What's crazy about this is that for the first time in a very long time, I am considered a youngster. These guys and gals are all veteran international consultants that have worked and lived all over the world. I am still just getting a taste.
Its definitely a rarity for me to be the youngest of the group. I am the eldest in my family, eldest of my 15 first cousins, one of the oldest of the UCLA lads (Escalante has me by a couple months), senior member of the NYC posse, and oldest of the SF homies besides KDo (also only a two month difference). Not sure what this role has played in social interactions or hierarchies (if any), but I'm sure it means something, making this time in Kabul even more interesting.
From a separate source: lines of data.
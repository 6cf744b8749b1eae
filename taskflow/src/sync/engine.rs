//! Replays the pending-operation log against the task service.
//!
//! [`TaskStore::drain`] takes operations from the head of the log one at a
//! time and dispatches them in strict FIFO order. Each failure is
//! classified by [`RemoteError::class`]:
//!
//! - permanent: the operation is dropped and its tasks marked `Error`
//! - retryable: the head's retry count is bumped; once it reaches
//!   [`RetryPolicy::max_retries`](super::RetryPolicy) the operation is
//!   dropped, otherwise the drain halts
//! - transient: the drain halts
//!
//! A halted drain leaves the failing operation at the head and schedules a
//! single whole-drain retry after [`RetryPolicy::retry_delay`](super::RetryPolicy).
//!
//! Only one drain runs at a time; a concurrent trigger returns
//! [`SkipReason::AlreadyRunning`] immediately.

use std::future::Future;
use std::sync::Arc;
use std::sync::atomic::Ordering;

use taskflow_proto::op::{OpKind, PendingOp};
use taskflow_proto::task::{Task, TaskId};

use super::{DrainOutcome, PendingLog, SkipReason};
use crate::cache::CacheStore;
use crate::remote::{FailureClass, RemoteError, TaskService};
use crate::tasks::projection::TaskView;
use crate::tasks::store::{StoreState, SyncEvent, TaskStore};
use crate::tasks::SyncStatus;

/// A service confirmation, tagged with what it confirms.
#[derive(Debug)]
enum Confirmed {
    Created { temp_id: TaskId, task: Task },
    Updated(Task),
    Deleted(TaskId),
    Reordered(Vec<TaskId>),
}

impl<S, C> TaskStore<S, C>
where
    S: TaskService + 'static,
    C: CacheStore + 'static,
{
    /// Replays queued operations until the log is empty or a failure halts it.
    ///
    /// Never fails; the outcome is informational. Cancels any pending retry
    /// timer on start and arms a new one if the drain halts.
    pub async fn drain(self: &Arc<Self>) -> DrainOutcome {
        let Some(session) = self.session() else {
            tracing::debug!("drain skipped: no session");
            return DrainOutcome::Skipped(SkipReason::NoSession);
        };
        if self
            .draining
            .compare_exchange(false, true, Ordering::AcqRel, Ordering::Acquire)
            .is_err()
        {
            tracing::debug!("drain skipped: already running");
            return DrainOutcome::Skipped(SkipReason::AlreadyRunning);
        }
        self.retry_timer.cancel();

        let mut applied = 0;
        let mut dropped = 0;
        let outcome = loop {
            match self.drain_pass(&session.token).await {
                DrainOutcome::Deferred {
                    applied: a,
                    dropped: d,
                    retry_in,
                } => {
                    self.draining.store(false, Ordering::Release);
                    break DrainOutcome::Deferred {
                        applied: applied + a,
                        dropped: dropped + d,
                        retry_in,
                    };
                }
                DrainOutcome::Drained {
                    applied: a,
                    dropped: d,
                } => {
                    applied += a;
                    dropped += d;
                }
                DrainOutcome::Skipped(_) => {}
            }
            if !self.release_guard() {
                break if applied == 0 && dropped == 0 {
                    DrainOutcome::Skipped(SkipReason::EmptyLog)
                } else {
                    DrainOutcome::Drained { applied, dropped }
                };
            }
            tracing::debug!("operations queued during drain, continuing");
        };

        match outcome {
            DrainOutcome::Deferred { retry_in, .. } => {
                self.schedule_retry();
                tracing::info!(
                    pending = self.pending_count(),
                    retry_in_secs = retry_in.as_secs(),
                    "sync deferred"
                );
            }
            DrainOutcome::Drained { applied, dropped } => {
                tracing::info!(applied, dropped, "pending operations drained");
            }
            DrainOutcome::Skipped(_) => {}
        }
        outcome
    }

    /// Signals that connectivity came back and drains the log.
    pub async fn notify_online(self: &Arc<Self>) -> DrainOutcome {
        tracing::info!("back online");
        self.drain().await
    }

    /// Returns `true` while a drain pass is running.
    #[must_use]
    pub fn is_draining(&self) -> bool {
        self.draining.load(Ordering::Acquire)
    }

    /// Returns `true` while a deferred retry is scheduled.
    #[must_use]
    pub fn retry_scheduled(&self) -> bool {
        self.retry_timer.is_armed()
    }

    /// Clears the drain guard, then takes it back if operations are queued.
    ///
    /// An action that queued an operation while the guard was held got
    /// [`SkipReason::AlreadyRunning`] and relies on the running drain to
    /// pick it up. Returns `true` if the guard was retaken.
    pub(crate) fn release_guard(&self) -> bool {
        self.draining.store(false, Ordering::Release);
        if self.state.lock().log.is_empty() {
            return false;
        }
        self.draining
            .compare_exchange(false, true, Ordering::AcqRel, Ordering::Acquire)
            .is_ok()
    }

    /// Runs a service call bounded by the request timeout.
    pub(crate) async fn timed<T, F>(&self, call: F) -> Result<T, RemoteError>
    where
        F: Future<Output = Result<T, RemoteError>>,
    {
        tokio::time::timeout(self.policy.request_timeout, call)
            .await
            .unwrap_or(Err(RemoteError::Timeout))
    }

    async fn drain_pass(self: &Arc<Self>, token: &str) -> DrainOutcome {
        let mut applied = 0;
        let mut dropped = 0;

        loop {
            let head = self.state.lock().log.front().cloned();
            let Some(op) = head else {
                if applied == 0 && dropped == 0 {
                    return DrainOutcome::Skipped(SkipReason::EmptyLog);
                }
                return DrainOutcome::Drained { applied, dropped };
            };

            tracing::debug!(op = %op.kind, retries = op.retries, "dispatching");
            let error = match self.timed(self.dispatch(token, &op.kind)).await {
                Ok(confirmed) => {
                    self.apply_confirmed(confirmed);
                    applied += 1;
                    continue;
                }
                Err(e) => e,
            };

            match error.class() {
                FailureClass::Permanent => {
                    tracing::warn!(op = %op.kind, error = %error, "operation rejected, dropping");
                    self.drop_head(&op, &error);
                    dropped += 1;
                }
                FailureClass::Retryable => {
                    let retries = self.bump_head_retries();
                    if self.policy.is_exhausted(retries) {
                        tracing::error!(
                            op = %op.kind,
                            retries,
                            error = %error,
                            "operation failed too many times, dropping"
                        );
                        self.drop_head(&op, &error);
                        dropped += 1;
                    } else {
                        tracing::warn!(op = %op.kind, retries, error = %error, "operation failed, will retry");
                        return self.defer(applied, dropped);
                    }
                }
                FailureClass::Transient => {
                    tracing::warn!(op = %op.kind, error = %error, "service unavailable, pausing sync");
                    return self.defer(applied, dropped);
                }
            }
        }
    }

    async fn dispatch(&self, token: &str, kind: &OpKind) -> Result<Confirmed, RemoteError> {
        match kind {
            OpKind::Create { temp_id, payload } => {
                let task = self.service.create(token, payload).await?;
                Ok(Confirmed::Created {
                    temp_id: temp_id.clone(),
                    task,
                })
            }
            OpKind::Update { task_id, patch } => {
                let task = self.service.update(token, task_id, patch).await?;
                Ok(Confirmed::Updated(task))
            }
            OpKind::Delete { task_id } => {
                self.service.delete(token, task_id).await?;
                Ok(Confirmed::Deleted(task_id.clone()))
            }
            OpKind::Reorder { entries } => {
                self.service.reorder(token, entries).await?;
                Ok(Confirmed::Reordered(
                    entries.iter().map(|e| e.id.clone()).collect(),
                ))
            }
        }
    }

    /// Pops the confirmed head and folds the result into the view.
    fn apply_confirmed(&self, confirmed: Confirmed) {
        let mut state = self.state.lock();
        let StoreState {
            view, log, sort, ..
        } = &mut *state;
        let popped = log.pop_front();
        let op = popped.as_ref().map_or("unknown", |op| op.kind.name());

        let task_ids = match confirmed {
            Confirmed::Created { temp_id, task } => {
                let rewritten = log.remap_id(&temp_id, &task.id);
                if !view.replace_id(&temp_id, &task) {
                    tracing::debug!(task_id = %temp_id, "created task no longer in view");
                }
                mark_synced(view, log, &task.id);
                tracing::debug!(
                    temp_id = %temp_id,
                    real_id = %task.id,
                    rewritten,
                    "temporary id replaced"
                );
                self.emit(SyncEvent::IdRemapped {
                    temp_id,
                    real_id: task.id.clone(),
                });
                vec![task.id]
            }
            Confirmed::Updated(task) => {
                if !log.references(&task.id) {
                    view.merge_confirmed(&task);
                }
                mark_synced(view, log, &task.id);
                vec![task.id]
            }
            Confirmed::Deleted(id) => vec![id],
            Confirmed::Reordered(ids) => {
                for id in &ids {
                    mark_synced(view, log, id);
                }
                ids
            }
        };
        view.sort(*sort);
        self.persist(&state);
        self.emit(SyncEvent::Applied { op, task_ids });
    }

    /// Removes the failed head and marks the tasks it touched as `Error`.
    fn drop_head(&self, op: &PendingOp, error: &RemoteError) {
        let mut state = self.state.lock();
        state.log.pop_front();
        let task_ids: Vec<TaskId> = op.kind.task_ids().into_iter().cloned().collect();
        for id in &task_ids {
            state.view.set_sync_status(id, SyncStatus::Error);
        }
        self.persist(&state);
        self.emit(SyncEvent::Dropped {
            op: op.kind.name(),
            task_ids,
            reason: error.to_string(),
        });
    }

    /// Increments and persists the head's retry count, returning the new value.
    fn bump_head_retries(&self) -> u32 {
        let mut state = self.state.lock();
        let retries = state.log.front_mut().map_or(0, |head| {
            head.retries += 1;
            head.retries
        });
        self.cache.save_pending(state.log.ops());
        retries
    }

    fn defer(&self, applied: usize, dropped: usize) -> DrainOutcome {
        let retry_in = self.policy.retry_delay;
        self.emit(SyncEvent::Deferred {
            pending: self.pending_count(),
            retry_in,
        });
        DrainOutcome::Deferred {
            applied,
            dropped,
            retry_in,
        }
    }

    /// Arms the retry timer, replacing any pending one.
    fn schedule_retry(self: &Arc<Self>) {
        let delay = self.policy.retry_delay;
        let store = Arc::downgrade(self);
        self.retry_timer.arm(move |generation| {
            tokio::spawn(async move {
                tokio::time::sleep(delay).await;
                let Some(store) = store.upgrade() else {
                    return;
                };
                store.retry_timer.disarm(generation);
                tracing::debug!("retry timer fired");
                store.drain().await;
            })
        });
    }
}

/// Marks a task synced unless a queued operation still references it.
fn mark_synced(view: &mut TaskView, log: &PendingLog, id: &TaskId) {
    let status = if log.references(id) {
        SyncStatus::Pending
    } else {
        SyncStatus::Synced
    };
    view.set_sync_status(id, status);
}
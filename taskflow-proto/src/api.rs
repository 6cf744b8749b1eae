//! REST request and response bodies that are not plain task records.

use serde::{Deserialize, Serialize};

use crate::task::{ReorderEntry, SortOrder};

/// Body of `PUT /api/task/reorder`.
#[derive(Debug, Clone, PartialEq, Eq, Serialize, Deserialize)]
pub struct ReorderRequest {
    /// New `{id, order}` pairs.
    pub tasks: Vec<ReorderEntry>,
}

/// `{ "message": ... }` body used for errors and plain acknowledgements.
#[derive(Debug, Clone, PartialEq, Eq, Serialize, Deserialize)]
pub struct MessageResponse {
    /// Human-readable message.
    pub message: String,
}

impl MessageResponse {
    /// Builds a message body.
    pub fn new(message: impl Into<String>) -> Self {
        Self {
            message: message.into(),
        }
    }
}

/// Body of `GET /api/health`.
#[derive(Debug, Clone, PartialEq, Eq, Serialize, Deserialize)]
pub struct HealthResponse {
    /// Always `"ok"` when the service answers.
    pub status: String,
    /// Service version string.
    pub version: String,
}

/// Query string of the list endpoints (`?sort=`).
#[derive(Debug, Clone, Copy, Default, PartialEq, Eq, Serialize, Deserialize)]
pub struct SortQuery {
    /// Requested ordering; manual when absent.
    #[serde(default)]
    pub sort: Option<SortOrder>,
}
Just last night I mentioned that I had just seen Dog Day Afternoon for the first time yesterday. I went on to say that I thought it was great and how awesome the young Al Pacino was in the movie. (As an aside, Pacino was so money in this flick that I thought for sure he won an Oscar for

Anyways, rather than getting some responses from the crew, I was asked whether I was even born yet, and stories about what they were doing in 1975. Pretty funny. One guy immediately asked if I had seen Reservoir Dogs. Now, anybody of my generation knows that Tarantino's first flick influenced a whole genre of movie making and everbody I know has seen it multiple times. I guess what's interesting is that I wanted to talk about Dog Day some more, but the conversation shifted to a movie I've seen and talked about a billion times already.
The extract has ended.